# **The Age of Recommender Systems**

* The rapid growth of data collection has led to a new era of information. 
* Data is being used to create more efficient systems and this is where Recommendation Systems come into play.  
* Recommendation Systems are a type of **information filtering systems** as they improve the quality of search results and provides items that are more relevant to the search item or are realted to the search history of the user.  

* They are used to predict the **rating** or **preference** that a user would give to an item. 
* Almost every major tech company has applied them in some form or the other: Amazon uses it to suggest products to customers, YouTube uses it to decide which video to play next on autoplay, and Facebook uses it to recommend pages to like and people to follow. 
* Moreover,  companies like Netflix and Spotify  depend highly on the effectiveness of their recommendation engines for their business and sucees.

![](https://i.kinja-img.com/gawker-media/image/upload/s--e3_2HgIC--/c_scale,f_auto,fl_progressive,q_80,w_800/1259003599478673704.jpg)

* In this kernel we'll be building a baseline Movie Recommendation System using [TMDB 5000 Movie Dataset](https://www.kaggle.com/tmdb/tmdb-movie-metadata). For novices like me this kernel will pretty much serve as a foundation in recommendation systems and will provide you with something to start with. 

**So let's go!**

There are basically three types of recommender systems:-

*  **Demographic Filtering**- 
    * They offer generalized recommendations to every user, based on movie popularity and/or genre. 
    * The System recommends the same movies to users with similar demographic features. 
    * Since each user is different, this approach is considered to be too simple. 
    * The basic idea behind this system is that movies that are more popular and critically acclaimed will have a higher probability of being liked by the average audience.

![](https://i.imgur.com/rV4hfnH.jpeg)





*  **Content Based Filtering**- 
   *  They suggest similar items based on a particular item. 
   *  This system uses item metadata, such as genre, director, description, actors, etc. for movies, to make these recommendations. 
   *  The general idea behind these recommender systems is that if a person liked a particular item, he or she will also like an item that is similar to it.

### Amazon
![](https://i.imgur.com/Qg5qBgl.png)










### Netflix

![](https://i.imgur.com/Ugkbtfi.png)

*  **Collaborative Filtering**- 
   *  This system matches persons with similar interests and provides recommendations based on this matching.
   *  Collaborative filters do not require item metadata like its content-based counterparts.

### Amazon
![](https://i.imgur.com/N3hoabm.png)

Let's load the data now.

In [1]:
import pandas as pd


df1 = pd.read_csv("tmdb_5000_credits.csv")
df2 = pd.read_csv("tmdb_5000_movies.csv")

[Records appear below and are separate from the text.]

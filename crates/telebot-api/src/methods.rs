//! Bot API methods.
//!
//! Each method is a marker type implementing [`Method`](telebot_core::Method):
//! its wire name, HTTP verb, declared parameters and the type its result is
//! cast to. Arguments outside the declared parameters are never sent.

use telebot_core::{FromValue, ObjectError, ObjectResult, TelegramObject, Type, Value};

use crate::types::{
    BOT_COMMAND, BotCommand, INLINE_KEYBOARD_MARKUP, INLINE_QUERY_RESULT, INPUT_MEDIA, KEYBOARD,
    MESSAGE, Message, UPDATE, USER, Update, User, WEBHOOK_INFO, WebhookInfo,
};

// =============================================================================
// Updates and webhooks
// =============================================================================

telegram_method! {
    /// Returns basic information about the bot.
    pub struct GetMe("getMe", Get, Type::Object(&USER)) -> User {}
}

telegram_method! {
    /// Receives incoming updates by long polling.
    pub struct GetUpdates("getUpdates", Post, Type::Array(&Type::Object(&UPDATE))) -> Vec<Update> {
        "offset" => Type::Integer,
        "limit" => Type::Integer,
        "timeout" => Type::Integer,
        "allowed_updates" => Type::Array(&Type::String),
    }
}

telegram_method! {
    /// Sets the URL updates are pushed to.
    pub struct SetWebhook("setWebhook", Post, Type::Boolean) -> bool {
        "url" => Type::String,
        "ip_address" => Type::String,
        "max_connections" => Type::Integer,
        "allowed_updates" => Type::Array(&Type::String),
        "drop_pending_updates" => Type::Boolean,
    }
}

telegram_method! {
    /// Removes the webhook and switches back to polling.
    pub struct DeleteWebhook("deleteWebhook", Post, Type::Boolean) -> bool {
        "drop_pending_updates" => Type::Boolean,
    }
}

telegram_method! {
    /// Returns the current webhook status.
    pub struct GetWebhookInfo("getWebhookInfo", Get, Type::Object(&WEBHOOK_INFO)) -> WebhookInfo {}
}

// =============================================================================
// Messages
// =============================================================================

telegram_method! {
    /// Sends a text message.
    pub struct SendMessage("sendMessage", Post, Type::Object(&MESSAGE)) -> Message {
        "chat_id" => Type::String,
        "text" => Type::String,
        "parse_mode" => Type::String,
        "disable_web_page_preview" => Type::Boolean,
        "disable_notification" => Type::Boolean,
        "reply_to_message_id" => Type::Integer,
        "reply_markup" => Type::Family(&KEYBOARD),
    }
}

telegram_method! {
    /// Sends an animated emoji with a random value.
    pub struct SendDice("sendDice", Post, Type::Object(&MESSAGE)) -> Message {
        "chat_id" => Type::String,
        "emoji" => Type::String,
        "disable_notification" => Type::Boolean,
        "reply_to_message_id" => Type::Integer,
        "reply_markup" => Type::Family(&KEYBOARD),
    }
}

telegram_method! {
    /// Sends a point on the map.
    pub struct SendLocation("sendLocation", Post, Type::Object(&MESSAGE)) -> Message {
        "chat_id" => Type::String,
        "latitude" => Type::Float,
        "longitude" => Type::Float,
        "live_period" => Type::Integer,
        "disable_notification" => Type::Boolean,
        "reply_to_message_id" => Type::Integer,
        "reply_markup" => Type::Family(&KEYBOARD),
    }
}

telegram_method! {
    /// Sends a group of photos, videos or documents as an album.
    pub struct SendMediaGroup("sendMediaGroup", Post, Type::Array(&Type::Object(&MESSAGE))) -> Vec<Message> {
        "chat_id" => Type::String,
        "media" => Type::Array(&Type::Family(&INPUT_MEDIA)),
        "disable_notification" => Type::Boolean,
        "reply_to_message_id" => Type::Integer,
    }
}

telegram_method! {
    /// Forwards a message of any kind.
    pub struct ForwardMessage("forwardMessage", Post, Type::Object(&MESSAGE)) -> Message {
        "chat_id" => Type::String,
        "from_chat_id" => Type::String,
        "disable_notification" => Type::Boolean,
        "message_id" => Type::Integer,
    }
}

telegram_method! {
    /// Edits the text of a message.
    ///
    /// Returns the edited message, or `true` for inline messages.
    pub struct EditMessageText("editMessageText", Post, Type::Union(&[Type::Object(&MESSAGE), Type::Boolean])) -> Edited {
        "chat_id" => Type::String,
        "message_id" => Type::Integer,
        "inline_message_id" => Type::String,
        "text" => Type::String,
        "parse_mode" => Type::String,
        "disable_web_page_preview" => Type::Boolean,
        "reply_markup" => Type::Object(&INLINE_KEYBOARD_MARKUP),
    }
}

telegram_method! {
    /// Deletes a message.
    pub struct DeleteMessage("deleteMessage", Post, Type::Boolean) -> bool {
        "chat_id" => Type::String,
        "message_id" => Type::Integer,
    }
}

// =============================================================================
// Queries and commands
// =============================================================================

telegram_method! {
    /// Answers a callback query from an inline keyboard.
    pub struct AnswerCallbackQuery("answerCallbackQuery", Post, Type::Boolean) -> bool {
        "callback_query_id" => Type::String,
        "text" => Type::String,
        "show_alert" => Type::Boolean,
        "url" => Type::String,
        "cache_time" => Type::Integer,
    }
}

telegram_method! {
    /// Answers an inline query.
    pub struct AnswerInlineQuery("answerInlineQuery", Post, Type::Boolean) -> bool {
        "inline_query_id" => Type::String,
        "results" => Type::Array(&Type::Family(&INLINE_QUERY_RESULT)),
        "cache_time" => Type::Integer,
        "is_personal" => Type::Boolean,
        "next_offset" => Type::String,
        "switch_pm_text" => Type::String,
        "switch_pm_parameter" => Type::String,
    }
}

telegram_method! {
    /// Replaces the bot's command list.
    pub struct SetMyCommands("setMyCommands", Post, Type::Boolean) -> bool {
        "commands" => Type::Array(&Type::Object(&BOT_COMMAND)),
    }
}

telegram_method! {
    /// Returns the bot's command list.
    pub struct GetMyCommands("getMyCommands", Get, Type::Array(&Type::Object(&BOT_COMMAND))) -> Vec<BotCommand> {}
}

/// Result of an edit: the edited message, or `true` for inline messages.
#[derive(Debug, Clone, PartialEq)]
pub enum Edited {
    /// The edited message.
    Message(Message),
    /// Returned for messages sent via inline mode.
    Done(bool),
}

impl FromValue for Edited {
    fn from_value(value: Value) -> ObjectResult<Self> {
        match value {
            Value::Boolean(done) => Ok(Self::Done(done)),
            Value::Object(object) => Message::from_object(object).map(Self::Message),
            other => Err(ObjectError::uncastable("Message|boolean", other.kind())),
        }
    }
}

#[cfg(test)]
mod tests {
    use super::*;
    use serde_json::json;
    use telebot_core::{Endpoint, ErrorKind, Method, Request, Verb, args};

    #[test]
    fn test_send_dice_request() {
        let request = Request::new::<SendDice>(
            &Endpoint::new("123:ABC"),
            args! {
                chat_id: 42,
                emoji: "🎯",
                disable_notification: "1",
                reply_markup: args! { remove_keyboard: true },
                caption: "not a parameter",
            },
        )
        .unwrap();

        assert_eq!(request.verb, Verb::Post);
        assert_eq!(request.url, "https://api.telegram.org/bot123:ABC/sendDice");
        assert_eq!(
            serde_json::Value::Object(request.body),
            json!({
                "chat_id": "42",
                "emoji": "🎯",
                "disable_notification": true,
                "reply_markup": {"remove_keyboard": true}
            })
        );
    }

    #[test]
    fn test_descriptors() {
        assert_eq!(GetMe::descriptor().name, "getMe");
        assert_eq!(GetMe::descriptor().verb, Verb::Get);
        assert!(GetMe::descriptor().parameters.is_empty());
        assert_eq!(GetUpdates::descriptor().result.to_string(), "[Update]");
        assert_eq!(
            EditMessageText::descriptor().result.to_string(),
            "Message|boolean"
        );
    }

    #[test]
    fn test_unknown_markup_fails_locally() {
        let err = Request::new::<SendMessage>(
            &Endpoint::new("T"),
            args! { chat_id: 1, text: "hi", reply_markup: args! { buttons: 1 } },
        )
        .unwrap_err();
        assert_eq!(err.kind(), ErrorKind::UncastableType);
        assert_eq!(err.method(), Some("sendMessage"));
    }

    #[test]
    fn test_edited_result() {
        assert_eq!(Edited::from_value(Value::Boolean(true)).unwrap(), Edited::Done(true));

        let message = telebot_core::cast(
            Value::from(json!({"message_id": 3, "text": "new"})),
            &EditMessageText::descriptor().result,
        )
        .unwrap();
        match Edited::from_value(message).unwrap() {
            Edited::Message(message) => assert_eq!(message.text(), Some("new")),
            other => panic!("unexpected result {other:?}"),
        }
    }
}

The first dataset contains the following features:-

* movie_id - A unique identifier for each movie.
* cast - The name of lead and supporting actors.
* crew - The name of Director, Editor, Composer, Writer etc.

The second dataset has the following features:- 

* budget - The budget in which the movie was made.
* genre - The genre of the movie, Action, Comedy, Thriller etc.
* homepage - A link to the homepage of the movie.
* id - This is infact the movie_id as in the first dataset.
* keywords - The keywords or tags related to the movie.
* original_language - The language in which the movie was made.
* original_title - The title of the movie before translation or adaptation.
* overview - A brief description of the movie.
* popularity - A numeric quantity specifying the movie popularity.
* production_companies - The production house of the movie.
* production_countries - The country in which it was produced.
* release_date - The date on which it was released.
* revenue - The worldwide revenue generated by the movie.
* runtime - The running time of the movie in minutes.
* status - "Released" or "Rumored".
* tagline - Movie's tagline.
* title - Title of the movie.
* vote_average -  average ratings the movie recieved.
* vote_count - the count of votes recieved.

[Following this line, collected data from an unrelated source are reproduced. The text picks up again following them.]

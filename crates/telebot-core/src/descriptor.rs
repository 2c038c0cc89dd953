//! Type descriptors and object schemas.
//!
//! Descriptors are plain `'static` data so that schemas can be declared as
//! `static` items and reference each other, including themselves:
//!
//! ```rust,ignore
//! pub static MESSAGE: Schema = Schema {
//!     name: "Message",
//!     fields: &[
//!         Field { name: "message_id", ty: Type::Integer },
//!         Field { name: "chat_id", ty: Type::Union(&[Type::String, Type::Integer]) },
//!         Field { name: "photo", ty: Type::Array(&Type::Object(&PHOTO_SIZE)) },
//!         Field { name: "reply_to_message", ty: Type::Object(&MESSAGE) },
//!     ],
//! };
//! ```
//!
//! Abstract object kinds (keyboards, inline query results, ...) are described
//! by a [`Family`], which picks the concrete [`Schema`] for a payload through
//! an explicit discriminator table.

use std::fmt;

use crate::value::Map;

/// Declarative specification of the runtime shape a value is cast to.
#[derive(Clone, Copy)]
pub enum Type {
    /// 64-bit signed integer.
    Integer,
    /// 64-bit float.
    Float,
    /// Boolean.
    Boolean,
    /// UTF-8 string.
    String,
    /// A concrete structured object.
    Object(&'static Schema),
    /// An abstract object kind resolved through a discriminator.
    Family(&'static Family),
    /// Ordered alternatives; the first applicable one wins.
    Union(&'static [Type]),
    /// A sequence whose elements all have the wrapped type.
    Array(&'static Type),
}

impl Type {
    /// Returns the ordered candidate list of this descriptor.
    ///
    /// A union yields its members; any other descriptor yields itself.
    pub fn candidates(&self) -> &[Type] {
        match self {
            Self::Union(members) => *members,
            other => std::slice::from_ref(other),
        }
    }

    /// Returns `true` for the four primitive tags.
    pub fn is_primitive(&self) -> bool {
        matches!(
            self,
            Self::Integer | Self::Float | Self::Boolean | Self::String
        )
    }
}

impl fmt::Display for Type {
    fn fmt(&self, f: &mut fmt::Formatter<'_>) -> fmt::Result {
        match self {
            Self::Integer => f.write_str("integer"),
            Self::Float => f.write_str("float"),
            Self::Boolean => f.write_str("boolean"),
            Self::String => f.write_str("string"),
            Self::Object(schema) => f.write_str(schema.name),
            Self::Family(family) => f.write_str(family.name),
            Self::Union(members) => {
                for (i, member) in members.iter().enumerate() {
                    if i > 0 {
                        f.write_str("|")?;
                    }
                    write!(f, "{member}")?;
                }
                Ok(())
            }
            Self::Array(inner) => write!(f, "[{inner}]"),
        }
    }
}

// Schemas may be self-referential, so Debug prints the rendered form instead
// of walking into nested schemas.
impl fmt::Debug for Type {
    fn fmt(&self, f: &mut fmt::Formatter<'_>) -> fmt::Result {
        write!(f, "Type({self})")
    }
}

// =============================================================================
// Schema
// =============================================================================

/// A declared field: its name and its single type descriptor.
#[derive(Debug, Clone, Copy)]
pub struct Field {
    /// Wire name of the field.
    pub name: &'static str,
    /// Type the field value is cast to.
    pub ty: Type,
}

/// The field schema of a structured object.
pub struct Schema {
    /// Object type name, e.g. `"Message"`.
    pub name: &'static str,
    /// Declared fields in declaration order.
    pub fields: &'static [Field],
}

impl Schema {
    /// Looks up a declared field by name.
    pub fn field(&self, name: &str) -> Option<&Field> {
        self.fields.iter().find(|field| field.name == name)
    }

    /// Returns `true` if both schemas describe the same object type.
    pub fn is(&self, other: &Schema) -> bool {
        self.name == other.name
    }
}

impl fmt::Debug for Schema {
    fn fmt(&self, f: &mut fmt::Formatter<'_>) -> fmt::Result {
        f.debug_struct("Schema")
            .field("name", &self.name)
            .field("fields", &self.fields.len())
            .finish()
    }
}

// =============================================================================
// Family
// =============================================================================

/// How a [`Family`] chooses its concrete schema.
#[derive(Clone, Copy)]
pub enum Discriminator {
    /// A string field whose value names the variant (e.g. `"type": "article"`).
    Tag {
        /// Name of the discriminator field.
        field: &'static str,
        /// Tag value to schema table.
        variants: &'static [(&'static str, &'static Schema)],
    },
    /// The first variant whose marker field is present in the payload.
    Presence(&'static [(&'static str, &'static Schema)]),
}

/// An abstract object kind with several concrete schemas.
pub struct Family {
    /// Family name, e.g. `"InlineQueryResult"`.
    pub name: &'static str,
    /// Variant selection rule.
    pub discriminator: Discriminator,
}

impl Family {
    /// Picks the concrete schema for an untyped map.
    pub fn resolve(&self, map: &Map) -> Option<&'static Schema> {
        match self.discriminator {
            Discriminator::Tag { field, variants } => {
                let tag = map.get(field)?.as_str()?;
                variants
                    .iter()
                    .find(|(name, _)| *name == tag)
                    .map(|(_, schema)| *schema)
            }
            Discriminator::Presence(variants) => variants
                .iter()
                .find(|(marker, _)| map.get(*marker).is_some_and(|v| !v.is_null()))
                .map(|(_, schema)| *schema),
        }
    }

    /// Returns `true` if `schema` is one of the family's variants.
    pub fn contains(&self, schema: &Schema) -> bool {
        self.variants().any(|variant| variant.is(schema))
    }

    /// Iterates over the variant schemas.
    pub fn variants(&self) -> impl Iterator<Item = &'static Schema> {
        let table = match self.discriminator {
            Discriminator::Tag { variants, .. } => variants,
            Discriminator::Presence(variants) => variants,
        };
        table.iter().map(|(_, schema)| *schema)
    }
}

impl fmt::Debug for Family {
    fn fmt(&self, f: &mut fmt::Formatter<'_>) -> fmt::Result {
        f.debug_struct("Family").field("name", &self.name).finish()
    }
}
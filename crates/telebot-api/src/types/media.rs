//! Media descriptions for media groups.

use telebot_core::Type;

telegram_object! {
    /// A photo to be sent.
    pub struct InputMediaPhoto: INPUT_MEDIA_PHOTO {
        "type" => Type::String,
        "media" => Type::String,
        "caption" => Type::String,
        "parse_mode" => Type::String,
    }
}

telegram_object! {
    /// A video to be sent.
    pub struct InputMediaVideo: INPUT_MEDIA_VIDEO {
        "type" => Type::String,
        "media" => Type::String,
        "thumb" => Type::String,
        "caption" => Type::String,
        "parse_mode" => Type::String,
        "width" => Type::Integer,
        "height" => Type::Integer,
        "duration" => Type::Integer,
        "supports_streaming" => Type::Boolean,
    }
}

telegram_object! {
    /// An animation to be sent.
    pub struct InputMediaAnimation: INPUT_MEDIA_ANIMATION {
        "type" => Type::String,
        "media" => Type::String,
        "thumb" => Type::String,
        "caption" => Type::String,
        "parse_mode" => Type::String,
        "width" => Type::Integer,
        "height" => Type::Integer,
        "duration" => Type::Integer,
    }
}

telegram_object! {
    /// An audio file to be sent.
    pub struct InputMediaAudio: INPUT_MEDIA_AUDIO {
        "type" => Type::String,
        "media" => Type::String,
        "thumb" => Type::String,
        "caption" => Type::String,
        "parse_mode" => Type::String,
        "duration" => Type::Integer,
        "performer" => Type::String,
        "title" => Type::String,
    }
}

telegram_object! {
    /// A general file to be sent.
    pub struct InputMediaDocument: INPUT_MEDIA_DOCUMENT {
        "type" => Type::String,
        "media" => Type::String,
        "thumb" => Type::String,
        "caption" => Type::String,
        "parse_mode" => Type::String,
    }
}

telegram_family! {
    /// Any media item of a media group.
    pub enum InputMedia: INPUT_MEDIA by tag "type" {
        Photo(InputMediaPhoto) = "photo",
        Video(InputMediaVideo) = "video",
        Animation(InputMediaAnimation) = "animation",
        Audio(InputMediaAudio) = "audio",
        Document(InputMediaDocument) = "document",
    }
}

Let's join the two dataset on the 'id' column


In [None]:
df1.info()

In [None]:
df2.info()

In [None]:
print(df1.columns)
df1.columns = ["id", "title", "cast", "crew"]  # rename movie_id to id
df2 = df2.merge(df1[["id", "cast", "crew"]], on="id")

In [None]:
df2.info()

Just a peak at our data.

In [None]:
df2.head(5)

# **Demographic Filtering** -
   Before getting started with this  -
* we need a metric to score or rate a movie 
* Calculate the score for every movie 
* Sort the scores and recommend the best rated movie to the users.

We can use the average ratings of the movie as the score but using this won't be fair enough since a movie with 8.9 average rating and only 3 votes cannot be considered better than the movie with 7.8 as as average rating but 40 votes.
So, I'll be using IMDB's weighted rating (wr) which is given as :-
$$
WR = \left( \frac{v}{v+m} \cdot R \right) + \left( \frac{m}{v+m} \cdot C \right)
$$
where,
* v is the number of votes for the movie;
* m is the minimum votes required to be listed in the chart;
* R is the average rating of the movie;
* C is the mean vote across the whole report

We already have v (**vote_count**) and R (**vote_average**) and C can be calculated as 

In [None]:
C = df2["vote_average"].mean()
print(f"Average vote: {C.round(2)}")

So, the mean rating for all the movies is approx 6 on a scale of 10. The next step is to determine an appropriate value for m, the minimum votes required to be listed in the chart. We will use 90th percentile as our cutoff. In other words, for a movie to feature in the charts, it must have more votes than at least 90% of the movies in the list.

In [None]:
# the quantile of the vote count
# is the minimum number of votes required to be in the chart
# calculated as the 90th percentile of all vote counts in the data
# which means only 10% of the movies have more votes than this
m = df2["vote_count"].quantile(0.9)
print(f"Quantile: {int(m)}")

Now, we can filter out the movies that qualify for the chart 

In [None]:
q_movies = df2.copy().loc[df2["vote_count"] >= m]
q_movies.shape

We see that there are 481 movies which qualify to be in this list. Now, we need to calculate our metric for each qualified movie. To do this, we will define a function, **weighted_rating()** and define a new feature **score**, of which we'll calculate the value by applying this function to our DataFrame of qualified movies:

In [11]:
def weighted_rating(df, m=m, C=C):
    v = df["vote_count"]
    R = df["vote_average"]
    # Calculation based on the IMDB formula
    return (v / (v + m) * R) + (m / (m + v) * C)

In [12]:
# Define a new feature 'score' and calculate its value with `weighted_rating()`
# apply function to each row (column-wise)
q_movies["score"] = q_movies.apply(weighted_rating, axis=1)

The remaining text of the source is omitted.